Rising peril of autonomous vehicles due to cyber attacks

Recently, automotive security threats have heightened from the realm of possibility to frightening reality. The issue has suddenly turned out to be much more critical as more and more cars keep on becoming connected, electric and have utilized autonomous driving features. The issue with these cutting-edge cars is that in order to offer numerous more sorts of services they are expected to remain connected, and once that happens then they are, by definition, "hackable".
Once these hackers get into your internet connected cars, they could disable the airbags, brakes, door locks and even steal cars. The recent episode of Tesla being hacked by Chinese hackers was enough to cause quite a stir. The impact of the hack was that the Chinese security scientists had discovered an approach to turn on the brakes remotely and getting the doors and the trunk of the car to open and close while blinking the lights, through this perplexing hack they could control the car by means of both Wi-Fi and a cell connection.
Likewise, there were a few findings of researchers who, as of late revealed a defect in the way the distinctive parts of a connected car interacted with each other, their work even took after a few exhibitions of remotely hacking into and taking control of the cars.
However, none of these hacks have yet been shown with customary vehicles on street. In any case, they, without a doubt showcase how cybersecurity is progressively turning into a major challenge to the car industry, particularly as vehicles increasingly incorporate driverless innovations and technology.
These have indeed worried the governments of a few nations to such a degree, to the point that they are now contemplating to release a set of guidelines for the matter, which underscores the requirement for various companies to cooperate in order to build such flexible vehicles whose security can be overseen all through their lifetime. In any case, the question still stands as to how the cars, as they are effectively becoming computers on wheels, can be kept safe from hackers.
One answer to this question might be that the diverse frameworks or systems that make up a car are progressively intended towards cooperating to enhance their proficiency thus, they all should have the capacity to convey. Including autonomous systems that make cars somewhat or completely self-driving, implying that the vehicles additionally must be connected to different cars and infrastructure out and about.
Then again, more features and functionality in cars are giving rise to more complexity. A single vehicle is currently equipped with millions of lines of codes, set up together by various manufacturers in various ways, this often makes it hard for the security analyzers to know where to look. For example, if the software recently utilized by Volkswagen to circumvent emissions limits had been a malicious virus, it might have taken months or years to discover the problem.

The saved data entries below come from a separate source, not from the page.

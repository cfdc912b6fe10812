// Path: crates/http-api/src/handlers/documents.rs
//! `GET /documents/{doc_id}`, `/signatures`, and `/expected-signers` (spec
//! §6). Document metadata is visible to any caller so the `next` URL of an
//! unauthenticated login flow can still render "what you're about to
//! sign"; the attestation list and expected-signer roster carry personal
//! data and are access-controlled per §7.

use crate::error::{ok, ApiError};
use crate::session::{AdminUser, CurrentUser, MaybeUser};
use crate::state::AppState;
use ackify_types::error::CoreError;
use axum::extract::{Path, State};
use axum::Json;
use serde_json::Value;

/// `GET /documents/{doc_id}`. Soft-deleted documents resolve to
/// `NOT_FOUND` for everyone except admins, who see a `deleted` flag
/// instead (SPEC_FULL.md §C "Soft-delete propagation").
pub async fn get_document(
    State(state): State<AppState>,
    MaybeUser(caller): MaybeUser,
    Path(doc_id): Path<String>,
) -> Result<Json<Value>, ApiError> {
    let is_admin = caller
        .map(|identity| state.is_admin(&identity.email))
        .unwrap_or(false);

    let view = if is_admin {
        state.documents.get_including_deleted(&doc_id).await?
    } else {
        state.documents.get(&doc_id).await?
    };

    Ok(ok(serde_json::json!({
        "doc_id": view.document.doc_id,
        "title": view.document.title,
        "url": view.document.url,
        "checksum": view.document.checksum,
        "checksum_algorithm": view.document.checksum_algorithm,
        "description": view.document.description,
        "created_at": view.document.created_at,
        "updated_at": view.document.updated_at,
        "created_by": view.document.created_by,
        "deleted": view.document.deleted_at.is_some(),
        "signature_count": view.signature_count,
    })))
}

/// `GET /documents/{doc_id}/signatures`: the full attestation list for a
/// document, carrying signer email/name. Requires an authenticated caller
/// (spec §6 "access-controlled per §7").
pub async fn list_signatures(
    State(state): State<AppState>,
    CurrentUser(_identity): CurrentUser,
    Path(doc_id): Path<String>,
) -> Result<Json<Value>, ApiError> {
    state.documents.get(&doc_id).await.map_err(|e| match e {
        CoreError::NotFound(_) => CoreError::NotFound(format!("document {doc_id}")),
        other => other,
    })?;
    let attestations = state.ledger.list_for_doc(&doc_id).await?;
    Ok(ok(attestations))
}

/// `GET /documents/{doc_id}/expected-signers`: the pre-declared roster of
/// readers an administrator is tracking, including those who have not yet
/// signed. Admin-only — unlike the signature list, this exposes emails
/// that never consented to appearing in a completed ledger.
pub async fn list_expected_signers(
    State(state): State<AppState>,
    AdminUser(_identity): AdminUser,
    Path(doc_id): Path<String>,
) -> Result<Json<Value>, ApiError> {
    let signers = state.signers.list(&doc_id).await?;
    let stats = state.signers.completion_stats(&doc_id).await?;
    Ok(ok(serde_json::json!({
        "signers": signers,
        "stats": stats,
    })))
}
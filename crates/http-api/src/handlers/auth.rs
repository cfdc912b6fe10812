// Path: crates/http-api/src/handlers/auth.rs
//! `/auth/*` (spec §6, §4.4): OAuth delegated authorization, magic-link
//! passwordless login, and logout. The two login methods converge on the
//! same outcome — a server-side [`ackify_identity::SessionStore`] row plus
//! the cookie pair from [`crate::session::login_cookies`].

use crate::session::{login_cookies, logout_cookies};
use crate::state::AppState;
use crate::{error::ApiError, session::SESSION_COOKIE};
use ackify_types::domain::session::Identity;
use ackify_types::error::CoreError;
use axum::extract::{ConnectInfo, Query, State};
use axum::http::{HeaderMap, StatusCode};
use axum::response::{IntoResponse, Response};
use axum::Json;
use axum_extra::extract::cookie::CookieJar;
use serde::Deserialize;
use serde_json::Value;
use std::net::SocketAddr;

#[derive(Debug, Deserialize)]
pub struct StartRequest {
    pub redirect: Option<String>,
}

/// `POST /auth/start`.
pub async fn start(
    State(state): State<AppState>,
    Json(body): Json<StartRequest>,
) -> Result<Json<Value>, ApiError> {
    let oauth = state
        .oauth
        .as_ref()
        .ok_or_else(|| CoreError::Validation("OAuth login is not enabled".into()))?;
    let next = body.redirect.unwrap_or_else(|| "/".to_string());
    let login = oauth.begin(&next);
    Ok(Json(serde_json::json!({ "data": { "authorize_url": login.authorize_url } })))
}

#[derive(Debug, Deserialize)]
pub struct CallbackQuery {
    pub code: String,
    pub state: String,
}

/// `GET /auth/callback`.
pub async fn callback(
    State(state): State<AppState>,
    Query(query): Query<CallbackQuery>,
    headers: HeaderMap,
    ConnectInfo(addr): ConnectInfo<SocketAddr>,
) -> Result<Response, ApiError> {
    let oauth = state
        .oauth
        .as_ref()
        .ok_or_else(|| CoreError::Validation("OAuth login is not enabled".into()))?;

    let result = oauth.callback(&query.code, &query.state).await?;

    let user_agent = headers
        .get(axum::http::header::USER_AGENT)
        .and_then(|v| v.to_str().ok())
        .map(|s| s.to_string());

    let session = state
        .sessions
        .put(
            &result.profile.sub,
            &result.profile.email,
            result.profile.name.as_deref(),
            result.refresh_token.as_deref(),
            result.access_token_expires_at,
            user_agent.as_deref(),
            Some(&addr.ip().to_string()),
        )
        .await?;

    let identity = Identity {
        sub: result.profile.sub,
        email: result.profile.email,
        name: result.profile.name,
    };
    let (session_cookie, csrf_cookie) = login_cookies(&state, &session.session_id, &identity)?;

    let jar = CookieJar::new().add(session_cookie).add(csrf_cookie);
    Ok((StatusCode::FOUND, jar, [(axum::http::header::LOCATION, result.next)]).into_response())
}

#[derive(Debug, Deserialize)]
pub struct MagicLinkRequest {
    pub email: String,
    pub redirect: Option<String>,
}

/// `POST /auth/magic-link/request`. Always answers `202 Accepted` whether or
/// not the limiter admits the request's email/IP pair, so the endpoint
/// cannot be used to enumerate rate-limit state — but a rejected pair
/// enqueues nothing.
pub async fn magic_link_request(
    State(state): State<AppState>,
    ConnectInfo(addr): ConnectInfo<SocketAddr>,
    Json(body): Json<MagicLinkRequest>,
) -> Result<StatusCode, ApiError> {
    let provider = state
        .magiclink
        .as_ref()
        .ok_or_else(|| CoreError::Validation("magic-link login is not enabled".into()))?;
    let Some(queue) = state.email_queue.as_ref() else {
        return Err(CoreError::Transient("email dispatch is not configured".into()).into());
    };

    let email = body.email.trim().to_ascii_lowercase();
    if email.is_empty() || !email.contains('@') {
        return Err(CoreError::Validation("email is not well-formed".into()).into());
    }

    let email_ok = state.rate_limiters.magiclink_email.allow(email.clone());
    let ip_ok = state.rate_limiters.magiclink_ip.allow(addr.ip());
    if !email_ok || !ip_ok {
        return Ok(StatusCode::ACCEPTED);
    }

    let token = provider.request(&email).await?;
    let mut verify_url = format!("{}/auth/magic-link/verify?token={}", state.config.base_url, token);
    if let Some(redirect) = &body.redirect {
        verify_url.push_str("&redirect=");
        verify_url.push_str(&urlencoding_lite(redirect));
    }

    queue
        .enqueue(ackify_types::domain::email::NewEmailJob {
            to_addrs: vec![email.clone()],
            subject: "Your sign-in link".to_string(),
            template: "magic_link".to_string(),
            data: serde_json::json!({ "verify_url": verify_url }),
            reference_type: Some("magic_link".to_string()),
            ..Default::default()
        })
        .await?;

    Ok(StatusCode::ACCEPTED)
}

#[derive(Debug, Deserialize)]
pub struct MagicLinkVerifyQuery {
    pub token: String,
    pub redirect: Option<String>,
}

/// `GET /auth/magic-link/verify`.
pub async fn magic_link_verify(
    State(state): State<AppState>,
    Query(query): Query<MagicLinkVerifyQuery>,
    ConnectInfo(addr): ConnectInfo<SocketAddr>,
) -> Result<Response, ApiError> {
    let provider = state
        .magiclink
        .as_ref()
        .ok_or_else(|| CoreError::Validation("magic-link login is not enabled".into()))?;

    let resolved = provider.consume(&query.token).await?;
    let session = state
        .sessions
        .put(
            &resolved.sub,
            &resolved.email,
            None,
            None,
            None,
            None,
            Some(&addr.ip().to_string()),
        )
        .await?;

    let identity = Identity {
        sub: resolved.sub,
        email: resolved.email,
        name: None,
    };
    let (session_cookie, csrf_cookie) = login_cookies(&state, &session.session_id, &identity)?;
    let jar = CookieJar::new().add(session_cookie).add(csrf_cookie);
    let next = query.redirect.filter(|r| r.starts_with('/') && !r.starts_with("//")).unwrap_or_else(|| "/".to_string());
    Ok((StatusCode::FOUND, jar, [(axum::http::header::LOCATION, next)]).into_response())
}

/// `GET /auth/logout`. Deletes the server-side session row (if any) and
/// clears both cookies regardless, since an absent or already-invalid
/// session is not an error here — logout is idempotent.
pub async fn logout(State(state): State<AppState>, jar: CookieJar) -> Result<Response, ApiError> {
    if let Some(cookie) = jar.get(SESSION_COOKIE) {
        if let Some((session_id, _identity)) =
            ackify_identity::session::decode_cookie(&state.config.cookie_secret_b64, cookie.value())
        {
            state.sessions.delete(&session_id).await?;
        }
    }

    let (session_cookie, csrf_cookie) = logout_cookies();
    let jar = CookieJar::new().add(session_cookie).add(csrf_cookie);

    let redirect_url = state
        .config
        .oauth
        .as_ref()
        .and_then(|c| c.logout_url.clone())
        .unwrap_or_else(|| "/".to_string());

    Ok((StatusCode::FOUND, jar, [(axum::http::header::LOCATION, redirect_url)]).into_response())
}

/// Minimal percent-encoding for the one unreserved character class this
/// module needs (a `redirect` path embedded in a query string); not a
/// general-purpose encoder.
fn urlencoding_lite(value: &str) -> String {
    let mut out = String::with_capacity(value.len());
    for byte in value.bytes() {
        match byte {
            b'A'..=b'Z' | b'a'..=b'z' | b'0'..=b'9' | b'-' | b'_' | b'.' | b'~' | b'/' => {
                out.push(byte as char)
            }
            _ => out.push_str(&format!("%{byte:02X}")),
        }
    }
    out
}
// Path: crates/types/src/lib.rs
#![forbid(unsafe_code)]

//! # ackify-types
//!
//! Foundational crate for the proof-of-read core. Holds the domain structs
//! (`Attestation`, `Document`, `Session`, `EmailJob`, ...), the error
//! taxonomy shared by every component, and the `AppConfig` surface read at
//! startup. Kept free of any I/O dependency so it can sit at the bottom of
//! the dependency graph.

/// A crate-wide `Result` alias defaulting to [`error::CoreError`].
pub type Result<T, E = error::CoreError> = std::result::Result<T, E>;

/// Domain structs: the unit of the ledger and its satellite records.
pub mod domain;
/// The error taxonomy (§7) shared across every component.
pub mod error;
/// The configuration surface (§6), read once at startup.
pub mod config;
// Path: crates/telemetry/src/lib.rs
#![cfg_attr(
    not(test),
    deny(
        clippy::unwrap_used,
        clippy::expect_used,
        clippy::panic,
        clippy::unimplemented,
        clippy::todo,
        clippy::indexing_slicing
    )
)]

//! # ackify-telemetry
//!
//! Observability infrastructure for the proof-of-read core: structured JSON
//! logging initialization, a Prometheus metrics endpoint, and abstract sinks
//! that decouple instrumentation call sites from the metrics backend.

/// A lightweight HTTP server for exposing `/metrics`, `/healthz`, and `/readyz` endpoints.
pub mod http;
/// The initialization routine for global structured logging.
pub mod init;
/// The concrete implementation of metrics sinks using the `prometheus` crate.
pub mod prometheus;
/// Abstract traits (`*MetricsSink`) that define the contract for metrics reporting.
pub mod sinks;
/// A simple RAII timer for measuring the duration of a scope.
pub mod time;

// Re-export the public helper functions for easy access to the global sinks.
pub use sinks::{error_metrics, http_metrics, ledger_metrics, mail_metrics};
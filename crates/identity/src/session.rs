// Path: crates/identity/src/session.rs
//! Session lifecycle and credential storage (C5, spec §4.5).

use crate::aead::{AeadError, DerivedKey, COOKIE_CONTEXT, REFRESH_TOKEN_CONTEXT};
use ackify_types::domain::session::{Identity, Session};
use ackify_types::error::CoreError;
use async_trait::async_trait;
use base64::{engine::general_purpose::URL_SAFE_NO_PAD as BASE64URL, Engine as _};
use chrono::{DateTime, Duration as ChronoDuration, Utc};
use rand::RngCore;
use serde::{Deserialize, Serialize};
use sqlx::PgPool;

/// Rows whose `updated_at` is older than this are deleted by the reaper
/// (spec §3 "Session... Lifecycle").
pub const SESSION_MAX_AGE_DAYS: i64 = 37;
/// Rolling cookie lifetime (spec §4.5).
pub const COOKIE_LIFETIME_DAYS: i64 = 30;

/// Operations over the `sessions` table (spec §4.5).
#[async_trait]
pub trait SessionStore: Send + Sync {
    async fn put(
        &self,
        user_sub: &str,
        user_email: &str,
        user_name: Option<&str>,
        refresh_token: Option<&str>,
        access_token_expires_at: Option<DateTime<Utc>>,
        user_agent: Option<&str>,
        ip_address: Option<&str>,
    ) -> Result<Session, CoreError>;

    async fn get(&self, session_id: &str) -> Result<Option<Session>, CoreError>;

    async fn rotate(
        &self,
        session_id: &str,
        new_refresh_token: &str,
        new_expiry: DateTime<Utc>,
    ) -> Result<(), CoreError>;

    async fn delete(&self, session_id: &str) -> Result<(), CoreError>;

    /// Deletes rows whose `updated_at` is older than [`SESSION_MAX_AGE_DAYS`];
    /// returns the number of rows deleted. Run every 6 hours by the
    /// background reaper task (spec §9 "Async / background tasks").
    async fn reap_expired(&self) -> Result<u64, CoreError>;

    /// Decrypts and returns the plaintext refresh token for `session`, or
    /// `None` if the session never stored one.
    fn decrypt_refresh_token(&self, session: &Session) -> Result<Option<String>, CoreError>;
}

pub struct PgSessionStore {
    pool: PgPool,
    refresh_token_key: DerivedKey,
}

impl PgSessionStore {
    pub fn new(pool: PgPool, cookie_secret_b64: &str) -> Result<Self, CoreError> {
        let refresh_token_key = DerivedKey::derive(cookie_secret_b64, REFRESH_TOKEN_CONTEXT)
            .map_err(aead_err)?;
        Ok(Self {
            pool,
            refresh_token_key,
        })
    }

    fn encrypt_refresh_token(
        &self,
        user_sub: &str,
        refresh_token: &str,
    ) -> Result<(Vec<u8>, Vec<u8>), CoreError> {
        let (ciphertext, nonce) = self
            .refresh_token_key
            .seal(refresh_token.as_bytes(), user_sub.as_bytes())
            .map_err(aead_err)?;
        Ok((ciphertext, nonce.to_vec()))
    }
}

#[async_trait]
impl SessionStore for PgSessionStore {
    async fn put(
        &self,
        user_sub: &str,
        user_email: &str,
        user_name: Option<&str>,
        refresh_token: Option<&str>,
        access_token_expires_at: Option<DateTime<Utc>>,
        user_agent: Option<&str>,
        ip_address: Option<&str>,
    ) -> Result<Session, CoreError> {
        let session_id = new_opaque_id();
        let (ciphertext, nonce) = match refresh_token {
            Some(token) => {
                let (c, n) = self.encrypt_refresh_token(user_sub, token)?;
                (Some(c), Some(n))
            }
            None => (None, None),
        };

        let session = sqlx::query_as::<_, Session>(
            "INSERT INTO sessions \
             (session_id, user_sub, user_email, user_name, refresh_token_encrypted, \
              refresh_token_nonce, access_token_expires_at, user_agent, ip_address) \
             VALUES ($1, $2, $3, $4, $5, $6, $7, $8, $9) \
             RETURNING session_id, user_sub, user_email, user_name, refresh_token_encrypted, \
                       refresh_token_nonce, access_token_expires_at, created_at, updated_at, \
                       last_refreshed_at, user_agent, ip_address",
        )
        .bind(&session_id)
        .bind(user_sub)
        .bind(user_email)
        .bind(user_name)
        .bind(&ciphertext)
        .bind(&nonce)
        .bind(access_token_expires_at)
        .bind(user_agent)
        .bind(ip_address)
        .fetch_one(&self.pool)
        .await?;

        Ok(session)
    }

    async fn get(&self, session_id: &str) -> Result<Option<Session>, CoreError> {
        let session = sqlx::query_as::<_, Session>(
            "SELECT session_id, user_sub, user_email, user_name, refresh_token_encrypted, \
             refresh_token_nonce, access_token_expires_at, created_at, updated_at, \
             last_refreshed_at, user_agent, ip_address \
             FROM sessions WHERE session_id = $1",
        )
        .bind(session_id)
        .fetch_optional(&self.pool)
        .await?;
        Ok(session)
    }

    async fn rotate(
        &self,
        session_id: &str,
        new_refresh_token: &str,
        new_expiry: DateTime<Utc>,
    ) -> Result<(), CoreError> {
        // Row-level lock per spec §5 "Locking discipline: Session rotation:
        // FOR UPDATE on the session row"; last-writer-wins on `updated_at`
        // for concurrent refreshes of the same session.
        let mut tx = self.pool.begin().await?;
        let existing = sqlx::query_as::<_, Session>(
            "SELECT session_id, user_sub, user_email, user_name, refresh_token_encrypted, \
             refresh_token_nonce, access_token_expires_at, created_at, updated_at, \
             last_refreshed_at, user_agent, ip_address \
             FROM sessions WHERE session_id = $1 FOR UPDATE",
        )
        .bind(session_id)
        .fetch_optional(&mut *tx)
        .await?
        .ok_or_else(|| CoreError::NotFound(format!("session {session_id}")))?;

        let (ciphertext, nonce) = self.encrypt_refresh_token(&existing.user_sub, new_refresh_token)?;

        sqlx::query(
            "UPDATE sessions SET refresh_token_encrypted = $2, refresh_token_nonce = $3, \
             access_token_expires_at = $4, updated_at = now(), last_refreshed_at = now() \
             WHERE session_id = $1",
        )
        .bind(session_id)
        .bind(&ciphertext)
        .bind(&nonce)
        .bind(new_expiry)
        .execute(&mut *tx)
        .await?;

        tx.commit().await?;
        Ok(())
    }

    async fn delete(&self, session_id: &str) -> Result<(), CoreError> {
        sqlx::query("DELETE FROM sessions WHERE session_id = $1")
            .bind(session_id)
            .execute(&self.pool)
            .await?;
        Ok(())
    }

    async fn reap_expired(&self) -> Result<u64, CoreError> {
        let cutoff = Utc::now() - ChronoDuration::days(SESSION_MAX_AGE_DAYS);
        let result = sqlx::query("DELETE FROM sessions WHERE updated_at < $1")
            .bind(cutoff)
            .execute(&self.pool)
            .await?;
        Ok(result.rows_affected())
    }

    fn decrypt_refresh_token(&self, session: &Session) -> Result<Option<String>, CoreError> {
        let (ciphertext, nonce) = match (
            &session.refresh_token_encrypted,
            &session.refresh_token_nonce,
        ) {
            (Some(c), Some(n)) => (c, n),
            _ => return Ok(None),
        };
        let nonce: [u8; 12] = nonce
            .as_slice()
            .try_into()
            .map_err(|_| CoreError::Internal(anyhow::anyhow!("stored nonce is not 12 bytes")))?;
        let plaintext = self
            .refresh_token_key
            .open(ciphertext, &nonce, session.user_sub.as_bytes())
            .map_err(aead_err)?;
        let token = String::from_utf8(plaintext.to_vec())
            .map_err(|e| CoreError::Internal(anyhow::anyhow!(e)))?;
        Ok(Some(token))
    }
}

/// The payload sealed into the session cookie value: `session_id` plus the
/// identity captured at login, so resolving a request's user never needs a
/// database round trip beyond the server-side session lookup itself (spec
/// §4.5 "Resolving the user from a request").
#[derive(Debug, Clone, Serialize, Deserialize)]
struct CookiePayload {
    session_id: String,
    identity: Identity,
    issued_at: DateTime<Utc>,
}

/// Encrypts `session_id` + `identity` into an opaque, URL-safe cookie
/// value.
pub fn encode_cookie(
    cookie_secret_b64: &str,
    session_id: &str,
    identity: &Identity,
) -> Result<String, CoreError> {
    let key = DerivedKey::derive(cookie_secret_b64, COOKIE_CONTEXT).map_err(aead_err)?;
    let payload = CookiePayload {
        session_id: session_id.to_string(),
        identity: identity.clone(),
        issued_at: Utc::now(),
    };
    let plaintext = serde_json::to_vec(&payload)
        .map_err(|e| CoreError::Internal(anyhow::anyhow!(e)))?;
    let (ciphertext, nonce) = key.seal(&plaintext, b"").map_err(aead_err)?;
    let mut blob = Vec::with_capacity(nonce.len() + ciphertext.len());
    blob.extend_from_slice(&nonce);
    blob.extend_from_slice(&ciphertext);
    Ok(BASE64URL.encode(blob))
}

/// Decrypts a cookie value produced by [`encode_cookie`]. Returns `None`
/// (never an error) on any malformed or tampered input, or once the
/// rolling lifetime has elapsed — per spec §4.5, an absent or corrupt
/// cookie makes the request anonymous rather than erroring.
pub fn decode_cookie(cookie_secret_b64: &str, value: &str) -> Option<(String, Identity)> {
    let key = DerivedKey::derive(cookie_secret_b64, COOKIE_CONTEXT).ok()?;
    let blob = BASE64URL.decode(value).ok()?;
    if blob.len() < 12 {
        return None;
    }
    let (nonce_bytes, ciphertext) = blob.split_at(12);
    let nonce: [u8; 12] = nonce_bytes.try_into().ok()?;
    let plaintext = key.open(ciphertext, &nonce, b"").ok()?;
    let payload: CookiePayload = serde_json::from_slice(&plaintext).ok()?;
    if Utc::now() - payload.issued_at > ChronoDuration::days(COOKIE_LIFETIME_DAYS) {
        return None;
    }
    Some((payload.session_id, payload.identity))
}

fn aead_err(e: AeadError) -> CoreError {
    CoreError::Internal(anyhow::anyhow!(e))
}

fn new_opaque_id() -> String {
    let mut bytes = [0u8; 32];
    rand::rngs::OsRng.fill_bytes(&mut bytes);
    hex::encode(bytes)
}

Nonetheless, the next big challenge is probably going to be the designing such vehicles that match security with safety. Be that as it may, in the longer run as the competition in the sector is gradually rising step by step and the companies are becoming solely reliant on the most recent autonomous and connected technologies to set themselves apart from the others and win new clients.

Their rivalry no doubt often brings about the reluctance to further share insight about more cyber threats and vulnerabilities or even cooperate to develop more secure designs, therefore, getting the car industry to coordinate is more important as the greatest threat that the society will withstand in the coming years as transportation changes are vehicle cybersecurity.